Plus, jeśli można tak to nazwać, tego zjawiska jest taki, że owi żebracy nie są natarczywi czy agresywni. Przedstawią swoją historię, przejdą po wagonie, poczekają chwilę i idą do kolejnego wagonu. Zazwyczaj nie zaczepiają każdego pasażera po kolei z przypomnieniem o swoim losie. Zdarzają się jednak wyjątki, którymi obsługa metra zdecydowanie powinna się zająć... Nie zapomnę nigdy sytuacji, kiedy jechałam metrem i do mojego wagonu wsiadł kolejny żebrak. Nie podniosłam nawet głowy znad telefonu, bo na przedstawiane przez nich historie zobojętniałam już całkowicie. Aż nagle poczułam ogromny smród, a kątem oka zobaczyłam owego żebraka z wielką, gnijącą dziurą w łydce. To tyle w temacie zdrowia publicznego.
GDZIE CI MĘŻCZYŹNI?
W Polsce nawet dziecko wie, że w komunikacji miejskiej ustępuje się miejsca osobom starszym i kobietom w ciąży, a niektórzy męźczyźni w dorosłym życiu idą dalej i ustępują miejsca także młodym, niebrzemiennym kobietom. Amerykanie natomiast uchodzą za naród życzliwy, jednak w kwestii autobusowego savoir-vivre'u pozostają daleko w tyle. Bardzo rzadko spotykam się, aby komuś ustąpiono miejsca, a jedynie cichym oburzeniem zareagować mogę na widok mężczyzn wpychających się do wagonu przed kobietami. A może to ja jestem staroświecka i niepostępowa?
TELEFONY I SŁUCHAWKI
Widok ludzi ze słuchawkami w uszach, wpatrzonych w ekrany telefonów, nie jest niczym zaskakującym czy nowym. Nawet, jeśli tak wygląda 90% pasażerów. Problem jednak pojawia się, kiedy jedzie się zatłoczonym do cna pociągiem i trzeba dostać się do drzwi, bo zaraz "nasza" stacja. I teraz jest taka sytuacja: przed sobą masz tłum ludzi, przez który musisz się przedostać. Czas ograniczony. Nie chcesz być nieuprzejmy i przepychać się łokciami, tylko kulturalnie powiedzieć "przepraszam" i kierować się do wyjścia. Tylko że nikt Cię nie widzi, bo ma nos w telefonie, ani też nikt Cię nie słyszy, bo w uszach ma słuchawki. Rano trudno się nie zdenerwować. A druga sprawa, że przez te telefony i słuchawki nikt nie widzi, że może komuś trzeba pomóc albo ustąpić miejsca. Tłumy nieprzytomnych zombie, takie czasy.

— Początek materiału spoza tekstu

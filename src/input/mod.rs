/// 检测输入 (Detection Input)
///
/// 采集与检测由板端媒体/AI栈完成,这里只约定接口与主机端替身:
/// - Detector:        每帧产出候选框
/// - ReplayDetector:  从JSON Lines回放矩形检测结果
/// - NnReplayDetector: 从JSON Lines回放NN后处理输出 (按显示分辨率缩放)
/// - ScriptedDetector: 内存脚本 (测试/嵌入)
pub mod replay;
pub mod scale;

pub use replay::{NnReplayDetector, ReplayDetector, ScriptedDetector};
pub use scale::{FrameScale, RawDetection};

use crate::detection::Candidate;

/// 检测器接口
pub trait Detector {
    /// 每帧调用一次
    ///
    /// - `Ok(Some(v))`: 本帧候选 (可为空)
    /// - `Ok(None)`:    输入源已结束
    /// - `Err(_)`:      本帧检测失败,按无目标处理
    fn poll(&mut self) -> anyhow::Result<Option<Vec<Candidate>>>;

    /// 释放采集资源
    fn release(&mut self) {}

    fn name(&self) -> &str {
        "detector"
    }
}
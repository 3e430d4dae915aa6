//! 上报通道: 只负责把编码后的字节写出去

use std::fs::File;
use std::io::{self, BufWriter, Write};
use std::path::Path;

use log::info;

use crate::error::TransportError;

/// 发送接口
pub trait Transport {
    fn send(&mut self, bytes: &[u8]) -> Result<(), TransportError>;

    /// 释放底层资源; 之后的发送返回 `TransportError::Closed`
    fn release(&mut self) {}

    fn name(&self) -> &str {
        "transport"
    }
}

/// 任意 `Write` 之上的发送通道 (标准输出 / 文件)
pub struct WriterTransport<W: Write> {
    writer: Option<W>,
    name: String,
}

impl<W: Write> WriterTransport<W> {
    pub fn new(writer: W, name: impl Into<String>) -> Self {
        Self {
            writer: Some(writer),
            name: name.into(),
        }
    }
}

impl WriterTransport<io::Stdout> {
    pub fn stdout() -> Self {
        Self::new(io::stdout(), "stdout")
    }
}

impl WriterTransport<BufWriter<File>> {
    pub fn file(path: impl AsRef<Path>) -> io::Result<Self> {
        let path = path.as_ref();
        let file = File::create(path)?;
        Ok(Self::new(BufWriter::new(file), path.display().to_string()))
    }
}

impl<W: Write> Transport for WriterTransport<W> {
    fn send(&mut self, bytes: &[u8]) -> Result<(), TransportError> {
        let writer = self.writer.as_mut().ok_or(TransportError::Closed)?;
        writer.write_all(bytes)?;
        writer.flush()?;
        Ok(())
    }

    fn release(&mut self) {
        if let Some(mut writer) = self.writer.take() {
            let _ = writer.flush();
            info!("🔌 输出通道已关闭: {}", self.name);
        }
    }

    fn name(&self) -> &str {
        &self.name
    }
}

/// 串口发送 (8N1)
#[cfg(feature = "serial")]
pub struct SerialTransport {
    port: Option<Box<dyn serialport::SerialPort>>,
    name: String,
}

#[cfg(feature = "serial")]
impl SerialTransport {
    pub fn open(path: &str, baud_rate: u32) -> Result<Self, TransportError> {
        let port = serialport::new(path, baud_rate)
            .data_bits(serialport::DataBits::Eight)
            .parity(serialport::Parity::None)
            .stop_bits(serialport::StopBits::One)
            .timeout(std::time::Duration::from_millis(50))
            .open()?;
        info!("✅ 串口已打开: {} @ {}", path, baud_rate);
        Ok(Self {
            port: Some(port),
            name: path.to_string(),
        })
    }
}

#[cfg(feature = "serial")]
impl Transport for SerialTransport {
    fn send(&mut self, bytes: &[u8]) -> Result<(), TransportError> {
        let port = self.port.as_mut().ok_or(TransportError::Closed)?;
        port.write_all(bytes)?;
        Ok(())
    }

    fn release(&mut self) {
        if self.port.take().is_some() {
            info!("🔌 串口已释放: {}", self.name);
        }
    }

    fn name(&self) -> &str {
        &self.name
    }
}

#[cfg(test)]
mod tests {
    use super::*;

    #[test]
    fn test_writer_transport() {
        let mut t = WriterTransport::new(Vec::new(), "mem");
        t.send(b"None\n").unwrap();
        t.send(&[0xA5, 0xA6]).unwrap();
        assert_eq!(t.writer.as_ref().unwrap().as_slice(), b"None\n\xA5\xA6");
        t.release();
        assert!(matches!(t.send(b"x"), Err(TransportError::Closed)));
    }

    #[test]
    fn test_file_transport() {
        let dir = tempfile::tempdir().unwrap();
        let path = dir.path().join("out.bin");
        let mut t = WriterTransport::file(&path).unwrap();
        t.send(&[1, 2, 3]).unwrap();
        t.release();
        assert_eq!(std::fs::read(&path).unwrap(), vec![1, 2, 3]);
    }
}
//! 多目标平滑 (Multi-object smoothing)
//!
//! 每个ID维护最近 `window_size` 帧历史,输出整数均值; 新值相对均值跳变过大时
//! 直接采用新值并只保留最近2帧。本帧未出现的ID立即删除。

use std::collections::{BTreeMap, HashMap};

use log::{debug, trace};

use super::filter::window_mean;
use super::tracker::{TrackReport, Tracker};
use super::types::{Candidate, Rect, TrackId};

/// 跳变后保留的历史长度
const JUMP_KEEP: usize = 2;

/// 多目标平滑参数
#[derive(Clone, Copy, Debug, PartialEq)]
pub struct MultiTrackParams {
    /// 窗口大小,保存最近N帧
    pub window_size: usize,
    /// 新值与平均值的最大差异比例,超过则认为是跳变
    pub smooth_threshold: f64,
    /// 低于此置信度的检测不参与跟踪 (0 表示不过滤)
    pub min_confidence: f32,
}

impl Default for MultiTrackParams {
    fn default() -> Self {
        Self {
            window_size: 5,
            smooth_threshold: 0.5,
            min_confidence: 0.0,
        }
    }
}

pub struct MultiTrack {
    params: MultiTrackParams,
    table: HashMap<TrackId, Vec<Rect>>,
}

impl MultiTrack {
    pub fn new(params: MultiTrackParams) -> Self {
        Self {
            params,
            table: HashMap::new(),
        }
    }

    pub fn params(&self) -> &MultiTrackParams {
        &self.params
    }

    pub fn history(&self, id: &TrackId) -> Option<&[Rect]> {
        self.table.get(id).map(Vec::as_slice)
    }

    /// 当前所有ID (排序后)
    pub fn ids(&self) -> Vec<TrackId> {
        let mut ids: Vec<TrackId> = self.table.keys().copied().collect();
        ids.sort();
        ids
    }

    /// 每帧调用一次,返回每个ID的平滑结果
    pub fn update(&mut self, observations: &[(TrackId, Rect)]) -> BTreeMap<TrackId, Rect> {
        let mut out = BTreeMap::new();

        for &(id, rect) in observations {
            let history = self.table.entry(id).or_default();
            let had_history = !history.is_empty();

            history.push(rect);
            if history.len() > self.params.window_size {
                let excess = history.len() - self.params.window_size;
                history.drain(..excess);
            }

            let avg = match window_mean(history) {
                Some(avg) => avg,
                None => rect,
            };

            let mut reported = avg;
            if had_history {
                // i64 避免极端坐标相减溢出
                let x_diff = (rect.x as i64 - avg.x as i64).abs() as f64 / avg.w.max(1) as f64;
                let y_diff = (rect.y as i64 - avg.y as i64).abs() as f64 / avg.h.max(1) as f64;

                if x_diff > self.params.smooth_threshold || y_diff > self.params.smooth_threshold {
                    debug!(
                        "ID {} 跳变 (dx={:.2}, dy={:.2}), 重置历史",
                        id, x_diff, y_diff
                    );
                    if history.len() > JUMP_KEEP {
                        let excess = history.len() - JUMP_KEEP;
                        history.drain(..excess);
                    }
                    reported = rect;
                }
            }

            trace!("ID {} 观测 {} → 输出 {}", id, rect, reported);
            out.insert(id, reported);
        }

        // 清除已经消失的物体的历史记录
        let before = self.table.len();
        self.table.retain(|id, _| out.contains_key(id));
        if self.table.len() < before {
            debug!("清除 {} 个消失的ID", before - self.table.len());
        }

        out
    }

    /// 按检测数组位置分配ID: `(class_id, 序号)`
    pub fn observations(&self, candidates: &[Candidate]) -> Vec<(TrackId, Rect)> {
        candidates
            .iter()
            .filter(|c| {
                c.label
                    .map_or(true, |l| l.confidence >= self.params.min_confidence)
            })
            .enumerate()
            .map(|(slot, c)| {
                let class_id = c.class_id().unwrap_or(0);
                (TrackId::new(class_id, slot as u32), c.rect)
            })
            .collect()
    }
}

impl Tracker for MultiTrack {
    fn update(&mut self, candidates: &[Candidate]) -> Vec<TrackReport> {
        let observations = self.observations(candidates);
        MultiTrack::update(self, &observations)
            .into_iter()
            .map(|(id, rect)| TrackReport {
                id: Some(id),
                rect,
                corners: Vec::new(),
            })
            .collect()
    }

    fn reset(&mut self) {
        self.table.clear();
    }

    fn track_count(&self) -> usize {
        self.table.len()
    }
}

#[cfg(test)]
mod tests {
    use super::*;

    fn id(c: u32, s: u32) -> TrackId {
        TrackId::new(c, s)
    }

    #[test]
    fn test_first_observation_reported_as_is() {
        let mut m = MultiTrack::new(MultiTrackParams::default());
        let out = m.update(&[(id(0, 0), Rect::new(5, 6, 7, 8))]);
        assert_eq!(out[&id(0, 0)], Rect::new(5, 6, 7, 8));
        assert_eq!(m.history(&id(0, 0)).unwrap().len(), 1);
    }

    #[test]
    fn test_window_is_bounded() {
        let mut m = MultiTrack::new(MultiTrackParams::default());
        for i in 0..8 {
            m.update(&[(id(1, 0), Rect::new(100 + i, 100, 50, 50))]);
        }
        let hist = m.history(&id(1, 0)).unwrap();
        assert_eq!(hist.len(), 5);
        assert_eq!(hist[0].x, 103);
    }

    #[test]
    fn test_small_motion_is_averaged() {
        let mut m = MultiTrack::new(MultiTrackParams::default());
        m.update(&[(id(0, 0), Rect::new(100, 100, 40, 40))]);
        let out = m.update(&[(id(0, 0), Rect::new(103, 101, 42, 40))]);
        assert_eq!(out[&id(0, 0)], Rect::new(101, 100, 41, 40));
    }

    #[test]
    fn test_jump_resets_history() {
        let mut m = MultiTrack::new(MultiTrackParams::default());
        for _ in 0..4 {
            m.update(&[(id(0, 0), Rect::new(0, 0, 10, 10))]);
        }
        assert_eq!(m.history(&id(0, 0)).unwrap().len(), 4);

        let out = m.update(&[(id(0, 0), Rect::new(100, 100, 10, 10))]);
        assert_eq!(out[&id(0, 0)], Rect::new(100, 100, 10, 10));
        let hist = m.history(&id(0, 0)).unwrap();
        assert_eq!(hist, &[Rect::new(0, 0, 10, 10), Rect::new(100, 100, 10, 10)]);
    }

    #[test]
    fn test_jump_across_full_coordinate_range() {
        let mut m = MultiTrack::new(MultiTrackParams::default());
        m.update(&[(id(0, 0), Rect::new(i32::MIN, 0, 10, 10))]);
        let out = m.update(&[(id(0, 0), Rect::new(i32::MAX, 0, 10, 10))]);
        assert_eq!(out[&id(0, 0)], Rect::new(i32::MAX, 0, 10, 10));
        assert_eq!(m.history(&id(0, 0)).unwrap().len(), 2);

        let out = m.update(&[(id(0, 0), Rect::new(0, i32::MIN, 10, 10))]);
        assert_eq!(out[&id(0, 0)], Rect::new(0, i32::MIN, 10, 10));
    }

    #[test]
    fn test_stale_ids_evicted() {
        let mut m = MultiTrack::new(MultiTrackParams::default());
        m.update(&[
            (id(0, 0), Rect::new(0, 0, 10, 10)),
            (id(2, 1), Rect::new(50, 50, 10, 10)),
        ]);
        assert_eq!(m.ids(), vec![id(0, 0), id(2, 1)]);

        m.update(&[(id(2, 1), Rect::new(51, 50, 10, 10))]);
        assert_eq!(m.ids(), vec![id(2, 1)]);
        assert!(m.history(&id(0, 0)).is_none());

        m.update(&[]);
        assert_eq!(m.track_count(), 0);
    }

    #[test]
    fn test_identity_follows_array_position() {
        let m = MultiTrack::new(MultiTrackParams {
            min_confidence: 0.3,
            ..Default::default()
        });
        let cands = vec![
            Candidate::from_rect(Rect::new(0, 0, 10, 10)).with_label(4, 0.9),
            Candidate::from_rect(Rect::new(0, 0, 10, 10)).with_label(1, 0.1),
            Candidate::from_rect(Rect::new(9, 9, 10, 10)).with_label(1, 0.8),
        ];
        let obs = m.observations(&cands);
        assert_eq!(
            obs,
            vec![
                (id(4, 0), Rect::new(0, 0, 10, 10)),
                (id(1, 1), Rect::new(9, 9, 10, 10)),
            ]
        );
    }

    #[test]
    fn test_tracker_trait_sorted_reports() {
        let mut m = MultiTrack::new(MultiTrackParams::default());
        let cands = vec![
            Candidate::from_rect(Rect::new(0, 0, 10, 10)).with_label(3, 0.9),
            Candidate::from_rect(Rect::new(20, 0, 10, 10)).with_label(0, 0.9),
        ];
        let reports = Tracker::update(&mut m, &cands);
        let ids: Vec<_> = reports.iter().map(|r| r.id.unwrap()).collect();
        assert_eq!(ids, vec![id(0, 1), id(3, 0)]);
        assert_eq!(reports[0].class_id(), Some(0));
    }
}
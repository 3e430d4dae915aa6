//! 串口上报协议 (Wire protocol)
//!
//! 二进制帧定长 (2字节帧头 + 4个u16小端字段 + 1字节帧尾 = 11字节):
//!
//! | 0    | 1    | 2..4  | 4..6  | 6..8  | 8..10 | 10   |
//! |------|------|-------|-------|-------|-------|------|
//! | 0xA5 | 0xA6 | x LE  | y LE  | w LE  | h LE  | 0x5B |
//!
//! 几何字段全零表示无目标。文本模式输出 `"(x, y, w, h)\n"` 或 `"None\n"`。
//!
//! 每个tick的上报帧数:
//! - 单目标: 恰好1帧 (跟踪中为平滑结果,否则为空帧)
//! - 多目标: 每个 `TrackId` 1帧,按 `(class_id, slot)` 升序; 无目标时1个空帧
//!
//! 帧内不携带ID,接收端只能按顺序对应; 两种模式均无tick分隔符。

use clap::ValueEnum;
use serde::{Deserialize, Serialize};

use crate::detection::Rect;
use crate::error::FramingError;

pub const HEADER1: u8 = 0xA5;
pub const HEADER2: u8 = 0xA6;
pub const FOOTER: u8 = 0x5B;
pub const FRAME_LEN: usize = 11;

/// 上报编码方式
#[derive(Clone, Copy, Debug, Default, PartialEq, Eq, Serialize, Deserialize, ValueEnum)]
#[serde(rename_all = "lowercase")]
pub enum ProtocolMode {
    #[default]
    Binary,
    Text,
}

/// 解码后的二进制帧
#[derive(Clone, Copy, Debug, Default, PartialEq, Eq)]
pub struct BinaryFrame {
    pub x: u16,
    pub y: u16,
    pub w: u16,
    pub h: u16,
}

impl BinaryFrame {
    /// 全零帧视为无目标
    pub fn rect(&self) -> Option<Rect> {
        if *self == Self::default() {
            return None;
        }
        Some(Rect::new(
            self.x as i32,
            self.y as i32,
            self.w as i32,
            self.h as i32,
        ))
    }
}

fn clamp_u16(v: i32) -> u16 {
    v.clamp(0, u16::MAX as i32) as u16
}

pub struct FrameCodec;

impl FrameCodec {
    pub fn encode_binary(rect: Option<Rect>) -> [u8; FRAME_LEN] {
        let r = rect.unwrap_or_default();
        let mut frame = [0u8; FRAME_LEN];
        frame[0] = HEADER1;
        frame[1] = HEADER2;
        for (i, v) in [r.x, r.y, r.w, r.h].into_iter().enumerate() {
            let off = 2 + i * 2;
            frame[off..off + 2].copy_from_slice(&clamp_u16(v).to_le_bytes());
        }
        frame[FRAME_LEN - 1] = FOOTER;
        frame
    }

    pub fn decode_binary(bytes: &[u8]) -> Result<BinaryFrame, FramingError> {
        if bytes.len() != FRAME_LEN {
            return Err(FramingError::Length(bytes.len()));
        }
        if bytes[0] != HEADER1 || bytes[1] != HEADER2 {
            return Err(FramingError::Header(bytes[0], bytes[1]));
        }
        if bytes[FRAME_LEN - 1] != FOOTER {
            return Err(FramingError::Footer(bytes[FRAME_LEN - 1]));
        }
        let field = |i: usize| u16::from_le_bytes([bytes[2 + i * 2], bytes[3 + i * 2]]);
        Ok(BinaryFrame {
            x: field(0),
            y: field(1),
            w: field(2),
            h: field(3),
        })
    }

    pub fn encode_text(rect: Option<Rect>) -> String {
        match rect {
            Some(r) => format!("{}\n", r),
            None => "None\n".to_string(),
        }
    }

    pub fn encode(mode: ProtocolMode, rect: Option<Rect>) -> Vec<u8> {
        match mode {
            ProtocolMode::Binary => Self::encode_binary(rect).to_vec(),
            ProtocolMode::Text => Self::encode_text(rect).into_bytes(),
        }
    }
}

#[cfg(test)]
mod tests {
    use super::*;

    #[test]
    fn test_binary_layout() {
        let frame = FrameCodec::encode_binary(Some(Rect::new(100, 50, 30, 40)));
        assert_eq!(frame, [0xA5, 0xA6, 100, 0, 50, 0, 30, 0, 40, 0, 0x5B]);
    }

    #[test]
    fn test_binary_round_trip() {
        let rect = Rect::new(100, 50, 30, 40);
        let frame = FrameCodec::decode_binary(&FrameCodec::encode_binary(Some(rect))).unwrap();
        assert_eq!(frame.rect(), Some(rect));
    }

    #[test]
    fn test_none_is_all_zero() {
        let bytes = FrameCodec::encode_binary(None);
        assert_eq!(bytes, [0xA5, 0xA6, 0, 0, 0, 0, 0, 0, 0, 0, 0x5B]);
        let frame = FrameCodec::decode_binary(&bytes).unwrap();
        assert_eq!(frame, BinaryFrame::default());
        assert_eq!(frame.rect(), None);
    }

    #[test]
    fn test_little_endian_and_clamp() {
        let bytes = FrameCodec::encode_binary(Some(Rect::new(0x1234, -5, 70_000, 1)));
        assert_eq!(&bytes[2..4], &[0x34, 0x12]);
        assert_eq!(&bytes[4..6], &[0, 0]);
        assert_eq!(&bytes[6..8], &[0xFF, 0xFF]);
    }

    #[test]
    fn test_decode_rejects_bad_frames() {
        let good = FrameCodec::encode_binary(Some(Rect::new(1, 2, 3, 4)));
        assert_eq!(
            FrameCodec::decode_binary(&good[..9]),
            Err(FramingError::Length(9))
        );
        let mut bad = good;
        bad[1] = 0x00;
        assert_eq!(
            FrameCodec::decode_binary(&bad),
            Err(FramingError::Header(0xA5, 0x00))
        );
        let mut bad = good;
        bad[10] = 0x5C;
        assert_eq!(
            FrameCodec::decode_binary(&bad),
            Err(FramingError::Footer(0x5C))
        );
    }

    #[test]
    fn test_text_mode() {
        assert_eq!(
            FrameCodec::encode_text(Some(Rect::new(10, 20, 30, 40))),
            "(10, 20, 30, 40)\n"
        );
        assert_eq!(FrameCodec::encode_text(None), "None\n");
        assert_eq!(FrameCodec::encode(ProtocolMode::Text, None), b"None\n");
        assert_eq!(FrameCodec::encode(ProtocolMode::Binary, None).len(), FRAME_LEN);
    }
}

PRZECIEŻ SIĘ JESZCZE ZMIESZCZĄ!
Kiedy w Polsce na przystanek podjeżdża już prawie pełen autobus, a na przystanku czeka tłum ludzi, to oczywistym jest, że wszyscy będą się wpychać i układać w środku jak sardynki w puscze, żeby tylko się wszyscy zmieścili. Bo przecież nikt nie będzie czekał kolejnych dziesięciu czy dwudziestu minut aż przyjedzie kolejny, może jeszcze bardziej wypełniony autobus. Nie mówię, że jest to komfortowe czy bezpieczne, ale takie są realia. Jakież więc było moje zdziwienie, kiedy po raz pierwszy zobaczyłam sytuację, gdy mniej więcej w środku trasy metra między przedmieściami, a dwontown, pociąg się wypełnił. Ludzie na platformie podnieśli oczy znad telefonów, zobaczyli, że "nie ma mejsca", po czym powrócili do swoich ważnych spraw w telefonach z myślą, że poczekają na kolejny pociąg. Tylko że do wagonu zmieściłoby się jeszcze przynajmniej z 10 osób, wystarczyło aby osoby spod drzwi przesunęły się w głąb pociągu. Jak się wkrótce przekonałam, nie było w tej sytuacji nic niecodziennego- jest to zwykła, chicagowska praktyka. W sumie jak tak na to popatrzeć to nie ma w tym nic złego, ale dziwnie jakoś na to patrzeć...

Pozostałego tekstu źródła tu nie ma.